--- SOURCE MATERIAL ---
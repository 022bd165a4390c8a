//! Dashforge theme system
//!
//! Design tokens, theme layering and CSS projection for the Dashforge UI
//! components. Everything in this crate is pure: nothing here touches a
//! document. Writing the results into a page is the job of `dashforge_ui`.
//!
//! # Overview
//!
//! - **Tokens**: Material 3 colors, spacing, typography, shape, elevation and
//!   component tables ([`tokens`])
//! - **Themes**: built-in [`light_theme`] and [`dark_theme`], plus
//!   [`create_theme`] / [`merge_themes`] for custom layers
//! - **Projection**: [`generate_css_vars`] flattens a theme into `--df-*`
//!   custom properties; [`utility_css`] derives `.bg-*`/`.text-*`/`.border-*`
//!   rules
//!
//! # Quick Start
//!
//! ```rust
//! use dashforge_theme::{create_light_theme, generate_css_vars, PartialTheme};
//!
//! let brand = create_light_theme(&PartialTheme::new().name("brand").color("primary", "#ff6b35"));
//! let vars = generate_css_vars(&brand);
//! assert_eq!(vars["--df-color-primary"], "#ff6b35");
//! ```

pub mod css;
pub mod merge;
pub mod palette;
pub mod stylesheet;
pub mod theme;
pub mod themes;
pub mod tokens;
pub mod utilities;

pub use css::{generate_css_vars, CssVarMap, VAR_PREFIX};
pub use merge::{create_dark_theme, create_light_theme, create_theme, merge_themes};
pub use palette::{validate_palette, Companion, PaletteWarning};
pub use theme::{ColorPalette, ComponentTokens, PartialTheme, Shade, Theme, TokenScale, TypeScale};
pub use themes::{dark_theme, light_theme, ThemeName, UnknownThemeName};
pub use tokens::TokenCatalog;
pub use utilities::{utility_css, UTILITY_MARKER};
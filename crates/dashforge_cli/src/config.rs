//! Dashforge configuration file handling

use anyhow::{Context, Result};
use dashforge_theme::{create_theme, PartialTheme, Theme, ThemeName};
use serde::{Deserialize, Serialize};
use std::fs;
use std::path::{Path, PathBuf};

pub const CONFIG_FILE: &str = "dashforge.toml";

/// Top-level Dashforge configuration (dashforge.toml)
#[derive(Debug, Default, Deserialize, Serialize)]
pub struct DashforgeConfig {
    /// Emit `.bg-*`/`.text-*`/`.border-*` utility classes
    #[serde(default)]
    pub generate_utilities: bool,
    #[serde(default, skip_serializing_if = "Option::is_none")]
    pub theme: Option<ThemeConfig>,
}

/// `theme = "dark"` or a `[theme]` table layered on a built-in base
#[derive(Debug, Deserialize, Serialize)]
#[serde(untagged)]
pub enum ThemeConfig {
    Named(ThemeName),
    Layered(LayeredTheme),
}

#[derive(Debug, Default, Deserialize, Serialize)]
pub struct LayeredTheme {
    /// Built-in theme the overrides apply to
    #[serde(default)]
    pub base: ThemeName,
    #[serde(flatten)]
    pub overrides: PartialTheme,
}

impl ThemeConfig {
    pub fn base(&self) -> ThemeName {
        match self {
            ThemeConfig::Named(name) => *name,
            ThemeConfig::Layered(layered) => layered.base,
        }
    }

    /// The configured theme on top of `base`
    pub fn resolve_on(&self, base: ThemeName) -> Theme {
        match self {
            ThemeConfig::Named(_) => base.theme().clone(),
            ThemeConfig::Layered(layered) => create_theme(&layered.overrides, base.theme()),
        }
    }
}

impl DashforgeConfig {
    /// Load configuration from a file, or from `dashforge.toml` inside a directory.
    ///
    /// `.json` files are read as JSON, everything else as TOML.
    pub fn load(path: &Path) -> Result<Self> {
        let config_path = if path.is_dir() {
            path.join(CONFIG_FILE)
        } else {
            path.to_path_buf()
        };

        if !config_path.exists() {
            anyhow::bail!("No configuration found at {}", config_path.display());
        }

        let content = fs::read_to_string(&config_path)
            .with_context(|| format!("Failed to read {}", config_path.display()))?;

        Self::parse(&content, &config_path)
    }

    /// Load `path` if given, else `./dashforge.toml` if present, else defaults
    pub fn discover(path: Option<&Path>) -> Result<Self> {
        match path {
            Some(path) => Self::load(path),
            None => {
                let local = PathBuf::from(CONFIG_FILE);
                if local.exists() {
                    Self::load(&local)
                } else {
                    tracing::debug!("no {CONFIG_FILE} found, using the built-in light theme");
                    Ok(Self::default())
                }
            }
        }
    }

    fn parse(content: &str, source: &Path) -> Result<Self> {
        let is_json = source
            .extension()
            .is_some_and(|ext| ext.eq_ignore_ascii_case("json"));
        if is_json {
            serde_json::from_str(content)
                .with_context(|| format!("Failed to parse {}", source.display()))
        } else {
            toml::from_str(content).with_context(|| format!("Failed to parse {}", source.display()))
        }
    }

    pub fn base(&self) -> ThemeName {
        self.theme.as_ref().map(ThemeConfig::base).unwrap_or_default()
    }

    /// The fully resolved theme this configuration describes
    pub fn resolve(&self) -> Theme {
        self.resolve_on(self.base())
    }

    /// The same overrides on a different built-in base
    pub fn resolve_on(&self, base: ThemeName) -> Theme {
        match &self.theme {
            Some(theme) => theme.resolve_on(base),
            None => base.theme().clone(),
        }
    }

    /// Serialize to TOML string
    pub fn to_toml(&self) -> Result<String> {
        toml::to_string_pretty(self).context("Failed to serialize config")
    }
}

#[cfg(test)]
mod tests {
    use super::*;
    use dashforge_theme::{dark_theme, light_theme, Shade};

    fn parse_toml(content: &str) -> DashforgeConfig {
        DashforgeConfig::parse(content, Path::new(CONFIG_FILE)).unwrap()
    }

    #[test]
    fn empty_config_is_light_without_utilities() {
        let config = parse_toml("");
        assert!(!config.generate_utilities);
        assert_eq!(config.base(), ThemeName::Light);
        assert_eq!(&config.resolve(), light_theme());
    }

    #[test]
    fn named_theme() {
        let config = parse_toml(r#"theme = "dark""#);
        assert_eq!(config.base(), ThemeName::Dark);
        assert_eq!(&config.resolve(), dark_theme());
    }

    #[test]
    fn layered_theme_table() {
        let config = parse_toml(
            r##"
generate_utilities = true

[theme]
base = "dark"
name = "brand"

[theme.colors]
primary = "#ff6b35"
secondary = { base = "#0077b6", on-base = "#ffffff" }
"##,
        );

        assert!(config.generate_utilities);
        assert_eq!(config.base(), ThemeName::Dark);

        let theme = config.resolve();
        assert_eq!(theme.name.as_deref(), Some("brand"));
        assert_eq!(theme.color("primary"), Some(&Shade::new("#ff6b35")));
        assert_eq!(
            theme.color("secondary"),
            Some(&Shade::with_on("#0077b6", "#ffffff"))
        );
        assert_eq!(theme.color("surface"), dark_theme().color("surface"));
    }

    #[test]
    fn json_configs_are_accepted() {
        let config = DashforgeConfig::parse(
            r##"{"theme": {"colors": {"primary": "#00af67"}}}"##,
            Path::new("theme.json"),
        )
        .unwrap();
        assert_eq!(config.base(), ThemeName::Light);
        assert_eq!(
            config.resolve().color("primary"),
            Some(&Shade::new("#00af67"))
        );
    }

    #[test]
    fn unknown_theme_name_is_rejected() {
        assert!(DashforgeConfig::parse(r#"theme = "solarized""#, Path::new(CONFIG_FILE)).is_err());
    }
}
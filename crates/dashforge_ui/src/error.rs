use thiserror::Error;

/// Failure reported by a [`crate::Document`] backend.
///
/// These are passed through to the caller unchanged; nothing in this crate
/// retries or swallows them.
#[derive(Debug, Clone, PartialEq, Eq, Error)]
pub enum DomError {
    #[error("document unavailable: {0}")]
    Unavailable(String),

    #[error("{operation} rejected: {message}")]
    Rejected {
        operation: &'static str,
        message: String,
    },
}

#[derive(Debug, Error)]
pub enum UiError {
    #[error("dashboard UI plugin is not installed")]
    NotInstalled,

    #[error(transparent)]
    Dom(#[from] DomError),
}
//! Shape tokens (corner radii)

use crate::theme::TokenScale;

/// Corner radius keys. The key doubles as the CSS variable suffix.
#[derive(Clone, Copy, Debug, Hash, Eq, PartialEq)]
pub enum ShapeToken {
    None,
    ExtraSmall,
    Small,
    Medium,
    Large,
    ExtraLarge,
    Full,
}

impl ShapeToken {
    pub const ALL: [ShapeToken; 7] = [
        ShapeToken::None,
        ShapeToken::ExtraSmall,
        ShapeToken::Small,
        ShapeToken::Medium,
        ShapeToken::Large,
        ShapeToken::ExtraLarge,
        ShapeToken::Full,
    ];

    pub fn key(self) -> &'static str {
        match self {
            ShapeToken::None => "corner-none",
            ShapeToken::ExtraSmall => "corner-extra-small",
            ShapeToken::Small => "corner-small",
            ShapeToken::Medium => "corner-medium",
            ShapeToken::Large => "corner-large",
            ShapeToken::ExtraLarge => "corner-extra-large",
            ShapeToken::Full => "corner-full",
        }
    }
}

#[derive(Clone, Debug, PartialEq, Eq)]
pub struct ShapeTokens {
    pub corner_none: &'static str,
    pub corner_extra_small: &'static str,
    pub corner_small: &'static str,
    pub corner_medium: &'static str,
    pub corner_large: &'static str,
    pub corner_extra_large: &'static str,
    pub corner_full: &'static str,
}

impl ShapeTokens {
    pub fn get(&self, token: ShapeToken) -> &'static str {
        match token {
            ShapeToken::None => self.corner_none,
            ShapeToken::ExtraSmall => self.corner_extra_small,
            ShapeToken::Small => self.corner_small,
            ShapeToken::Medium => self.corner_medium,
            ShapeToken::Large => self.corner_large,
            ShapeToken::ExtraLarge => self.corner_extra_large,
            ShapeToken::Full => self.corner_full,
        }
    }

    pub fn to_scale(&self) -> TokenScale {
        ShapeToken::ALL
            .iter()
            .map(|t| (t.key().to_string(), self.get(*t).to_string()))
            .collect()
    }
}

impl Default for ShapeTokens {
    fn default() -> Self {
        Self {
            corner_none: "0px",
            corner_extra_small: "4px",
            corner_small: "8px",
            corner_medium: "12px",
            corner_large: "16px",
            corner_extra_large: "28px",
            corner_full: "9999px",
        }
    }
}
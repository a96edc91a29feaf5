//! Model catalog: declared models and relationships, mapped in one `configure()` step.
//!
//! Relationship declarations are collected first and only become inspectable once
//! `configure()` has validated them against the declared models. Inspecting an
//! unconfigured catalog yields nothing.

use crate::error::ConfigError;
use crate::model::ModelDef;
use serde::{Deserialize, Serialize};
use std::collections::HashMap;
use std::sync::Arc;

#[derive(Clone, Copy, Debug, PartialEq, Eq, Serialize, Deserialize)]
#[serde(rename_all = "snake_case")]
pub enum Cardinality {
    OneToMany,
    ManyToMany,
    ManyToOne,
    OneToOne,
}

impl Cardinality {
    /// One-to-many and many-to-many: the relationship names a collection.
    pub fn is_to_many(&self) -> bool {
        matches!(self, Cardinality::OneToMany | Cardinality::ManyToMany)
    }
}

/// Join table of a many-to-many relationship.
#[derive(Clone, Debug, Serialize, Deserialize)]
pub struct Secondary {
    #[serde(default)]
    pub schema: Option<String>,
    pub table: String,
    /// Join-table column referencing the owning model.
    pub local_column: String,
    /// Join-table column referencing the target model.
    pub remote_column: String,
}

/// A relationship as declared. `local_column` is on `model`, `remote_column` on `target`;
/// records relate when the two are equal (through `secondary` for many-to-many).
#[derive(Clone, Debug, Serialize, Deserialize)]
pub struct RelationshipDef {
    pub model: String,
    pub name: String,
    pub target: String,
    pub cardinality: Cardinality,
    pub local_column: String,
    pub remote_column: String,
    #[serde(default)]
    pub secondary: Option<Secondary>,
}

/// A mapped relationship, as returned by inspection.
#[derive(Clone, Debug)]
pub struct RelationshipDescriptor {
    pub name: String,
    pub cardinality: Cardinality,
    pub target: Arc<ModelDef>,
    pub local_column: String,
    pub remote_column: String,
    pub secondary: Option<Secondary>,
}

impl RelationshipDescriptor {
    pub fn target_model(&self) -> &str {
        &self.target.name
    }
}

/// Relationship discovery over mapped models.
pub trait RelationshipInspector {
    /// True once mapping has completed and inspection results are complete.
    fn is_configured(&self) -> bool;

    /// Relationships of `model` in declaration order. Empty when unmapped.
    fn inspect(&self, model: &str) -> Vec<RelationshipDescriptor>;
}

#[derive(Debug, Default, Deserialize)]
struct CatalogFile {
    #[serde(default)]
    models: Vec<ModelDef>,
    #[serde(default)]
    relationships: Vec<RelationshipDef>,
}

#[derive(Debug, Default)]
pub struct ModelCatalog {
    models: HashMap<String, Arc<ModelDef>>,
    declared: Vec<RelationshipDef>,
    mapped: HashMap<String, Vec<RelationshipDescriptor>>,
    configured: bool,
}

impl ModelCatalog {
    pub fn new() -> Self {
        Self::default()
    }

    /// Load `{ "models": [...], "relationships": [...] }`. The result is not yet configured.
    pub fn from_json(s: &str) -> Result<Self, ConfigError> {
        let file: CatalogFile = serde_json::from_str(s).map_err(|e| ConfigError::Load(e.to_string()))?;
        let mut catalog = ModelCatalog::new();
        for m in file.models {
            catalog.add_model(m)?;
        }
        for r in file.relationships {
            catalog.relationship(r);
        }
        Ok(catalog)
    }

    pub fn add_model(&mut self, model: ModelDef) -> Result<Arc<ModelDef>, ConfigError> {
        model.validate()?;
        let model = Arc::new(model);
        self.models.insert(model.name.clone(), model.clone());
        self.configured = false;
        Ok(model)
    }

    /// Declare a relationship. Takes effect at the next `configure()`.
    pub fn relationship(&mut self, def: RelationshipDef) -> &mut Self {
        self.declared.push(def);
        self.configured = false;
        self
    }

    pub fn model(&self, name: &str) -> Option<Arc<ModelDef>> {
        self.models.get(name).cloned()
    }

    /// Map all declared relationships. Idempotent.
    pub fn configure(&mut self) -> Result<(), ConfigError> {
        let mut mapped: HashMap<String, Vec<RelationshipDescriptor>> = HashMap::new();
        for def in &self.declared {
            let owner = self
                .models
                .get(&def.model)
                .ok_or_else(|| ConfigError::UnknownModel(def.model.clone()))?;
            let target = self
                .models
                .get(&def.target)
                .ok_or_else(|| ConfigError::UnknownModel(def.target.clone()))?;
            check_column(owner, def, &def.local_column)?;
            check_column(target, def, &def.remote_column)?;
            match (def.cardinality, &def.secondary) {
                (Cardinality::ManyToMany, None) => {
                    return Err(ConfigError::Validation(format!(
                        "relationship '{}' on {}: many_to_many requires a secondary table",
                        def.name, def.model
                    )));
                }
                (Cardinality::ManyToMany, Some(_)) | (_, None) => {}
                (_, Some(_)) => {
                    return Err(ConfigError::Validation(format!(
                        "relationship '{}' on {}: secondary table only applies to many_to_many",
                        def.name, def.model
                    )));
                }
            }
            let entry = mapped.entry(def.model.clone()).or_default();
            let descriptor = RelationshipDescriptor {
                name: def.name.clone(),
                cardinality: def.cardinality,
                target: target.clone(),
                local_column: def.local_column.clone(),
                remote_column: def.remote_column.clone(),
                secondary: def.secondary.clone(),
            };
            match entry.iter_mut().find(|d| d.name == def.name) {
                Some(existing) => *existing = descriptor,
                None => entry.push(descriptor),
            }
        }
        tracing::debug!(models = self.models.len(), relationships = self.declared.len(), "catalog configured");
        self.mapped = mapped;
        self.configured = true;
        Ok(())
    }
}

fn check_column(model: &ModelDef, def: &RelationshipDef, column: &str) -> Result<(), ConfigError> {
    if model.has_column(column) {
        Ok(())
    } else {
        Err(ConfigError::InvalidRelationshipColumn {
            model: def.model.clone(),
            relationship: def.name.clone(),
            column: column.to_string(),
        })
    }
}

impl RelationshipInspector for ModelCatalog {
    fn is_configured(&self) -> bool {
        self.configured
    }

    fn inspect(&self, model: &str) -> Vec<RelationshipDescriptor> {
        if !self.configured {
            return Vec::new();
        }
        self.mapped.get(model).cloned().unwrap_or_default()
    }
}
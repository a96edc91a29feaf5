//! Schema definitions composed at configuration time, plus the per-resource synthesized set.

mod envelope;
mod openapi;
mod synth;

pub use envelope::*;
pub use synth::*;

use crate::error::AppError;
use serde_json::{Map, Value};

#[derive(Clone, Debug, PartialEq)]
pub enum FieldType {
    Integer,
    Number,
    Boolean,
    String,
    Uuid,
    /// RFC 3339 string.
    Timestamp,
    /// Any JSON value.
    Json,
    List(Box<FieldType>),
    Object(Box<SchemaDef>),
}

impl FieldType {
    fn accepts(&self, v: &Value) -> bool {
        match self {
            FieldType::Integer => v.as_i64().is_some() || v.as_u64().is_some(),
            FieldType::Number => v.is_number(),
            FieldType::Boolean => v.is_boolean(),
            FieldType::String => v.is_string(),
            FieldType::Uuid => v.as_str().map(|s| uuid::Uuid::parse_str(s).is_ok()).unwrap_or(false),
            FieldType::Timestamp => v
                .as_str()
                .map(|s| chrono::DateTime::parse_from_rfc3339(s).is_ok())
                .unwrap_or(false),
            FieldType::Json => true,
            FieldType::List(inner) => v
                .as_array()
                .map(|items| items.iter().all(|i| inner.accepts(i)))
                .unwrap_or(false),
            FieldType::Object(schema) => v.is_object() && schema.validate(v).is_ok(),
        }
    }

    fn describe(&self) -> String {
        match self {
            FieldType::Integer => "integer".into(),
            FieldType::Number => "number".into(),
            FieldType::Boolean => "boolean".into(),
            FieldType::String => "string".into(),
            FieldType::Uuid => "uuid".into(),
            FieldType::Timestamp => "timestamp".into(),
            FieldType::Json => "json".into(),
            FieldType::List(inner) => format!("list of {}", inner.describe()),
            FieldType::Object(schema) => schema.name.clone(),
        }
    }
}

#[derive(Clone, Debug, PartialEq)]
pub struct FieldDef {
    pub name: String,
    pub ty: FieldType,
    pub required: bool,
}

impl FieldDef {
    pub fn required(name: impl Into<String>, ty: FieldType) -> Self {
        FieldDef {
            name: name.into(),
            ty,
            required: true,
        }
    }

    pub fn optional(name: impl Into<String>, ty: FieldType) -> Self {
        FieldDef {
            name: name.into(),
            ty,
            required: false,
        }
    }
}

/// A named record shape. Composed by [`SchemaDef::extend`] rather than generated per request.
#[derive(Clone, Debug, PartialEq)]
pub struct SchemaDef {
    pub name: String,
    pub fields: Vec<FieldDef>,
}

impl SchemaDef {
    pub fn new(name: impl Into<String>) -> Self {
        SchemaDef {
            name: name.into(),
            fields: Vec::new(),
        }
    }

    /// Add a required field.
    pub fn field(mut self, name: impl Into<String>, ty: FieldType) -> Self {
        self.push(FieldDef::required(name, ty));
        self
    }

    /// Add an optional (nullable, omittable) field.
    pub fn optional(mut self, name: impl Into<String>, ty: FieldType) -> Self {
        self.push(FieldDef::optional(name, ty));
        self
    }

    fn push(&mut self, def: FieldDef) {
        if let Some(existing) = self.fields.iter_mut().find(|f| f.name == def.name) {
            *existing = def;
        } else {
            self.fields.push(def);
        }
    }

    /// New schema named `name`: this schema's fields followed by `extra`. Extra fields replace same-named ones.
    pub fn extend(&self, name: impl Into<String>, extra: impl IntoIterator<Item = FieldDef>) -> SchemaDef {
        let mut out = SchemaDef {
            name: name.into(),
            fields: self.fields.clone(),
        };
        for f in extra {
            out.push(f);
        }
        out
    }

    pub fn get(&self, name: &str) -> Option<&FieldDef> {
        self.fields.iter().find(|f| f.name == name)
    }

    pub fn has_field(&self, name: &str) -> bool {
        self.get(name).is_some()
    }

    /// Check a JSON object against this schema. Unknown keys are dropped.
    pub fn validate(&self, value: &Value) -> Result<Map<String, Value>, AppError> {
        let obj = value
            .as_object()
            .ok_or_else(|| AppError::Validation(format!("{} must be a JSON object", self.name)))?;
        let mut out = Map::new();
        for f in &self.fields {
            match obj.get(&f.name) {
                None | Some(Value::Null) if f.required => {
                    return Err(AppError::Validation(format!("{} is required", f.name)));
                }
                None => {}
                Some(Value::Null) => {
                    out.insert(f.name.clone(), Value::Null);
                }
                Some(v) => {
                    if !f.ty.accepts(v) {
                        return Err(AppError::Validation(format!(
                            "{} must be {}",
                            f.name,
                            f.ty.describe()
                        )));
                    }
                    out.insert(f.name.clone(), v.clone());
                }
            }
        }
        Ok(out)
    }

    /// Keep only declared fields of a record. Missing fields are left out.
    pub fn project(&self, record: &Map<String, Value>) -> Map<String, Value> {
        self.fields
            .iter()
            .filter_map(|f| record.get(&f.name).map(|v| (f.name.clone(), v.clone())))
            .collect()
    }
}

/// Default pagination meta schema: page, limit, pages, records.
pub fn meta_object_schema() -> SchemaDef {
    SchemaDef::new("MetaObject")
        .field("page", FieldType::Integer)
        .field("limit", FieldType::Integer)
        .field("pages", FieldType::Integer)
        .field("records", FieldType::Integer)
}

#[cfg(test)]
mod tests {
    use super::*;
    use serde_json::json;

    fn group_create() -> SchemaDef {
        SchemaDef::new("GroupCreate")
            .field("name", FieldType::String)
            .optional("description", FieldType::String)
    }

    #[test]
    fn validate_drops_unknown_and_checks_required() {
        let s = group_create();
        let out = s.validate(&json!({"name": "Elves", "bogus": 1})).unwrap();
        assert_eq!(Value::Object(out), json!({"name": "Elves"}));
        assert!(matches!(
            s.validate(&json!({"description": "x"})),
            Err(AppError::Validation(_))
        ));
        assert!(s.validate(&json!({"name": 5})).is_err());
    }

    #[test]
    fn extend_appends_and_overrides() {
        let base = group_create();
        let ext = base.extend(
            "GroupCreateProxy",
            [
                FieldDef::optional("users", FieldType::List(Box::new(FieldType::Integer))),
                FieldDef::optional("name", FieldType::String),
            ],
        );
        assert_eq!(ext.name, "GroupCreateProxy");
        assert_eq!(ext.fields.len(), 3);
        assert!(!ext.get("name").unwrap().required);
        assert!(ext.validate(&json!({"users": [1, 2]})).is_ok());
        assert!(ext.validate(&json!({"users": ["a"]})).is_err());
    }

    #[test]
    fn project_keeps_declared_fields_only() {
        let s = SchemaDef::new("GroupView").field("id", FieldType::Integer).field("name", FieldType::String);
        let rec = json!({"id": 1, "name": "Orcs", "secret": "x"});
        let out = s.project(rec.as_object().unwrap());
        assert_eq!(Value::Object(out), json!({"id": 1, "name": "Orcs"}));
    }
}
---
TASK STATEMENT: What lines in the records contain the word "HashMap"? Return each one.

WORKED SOLUTION:
use std::collections::HashMap;
    models: HashMap<String, Arc<ModelDef>>,
    mapped: HashMap<String, Vec<RelationshipDescriptor>>,
        let mut mapped: HashMap<String, Vec<RelationshipDescriptor>> = HashMap::new();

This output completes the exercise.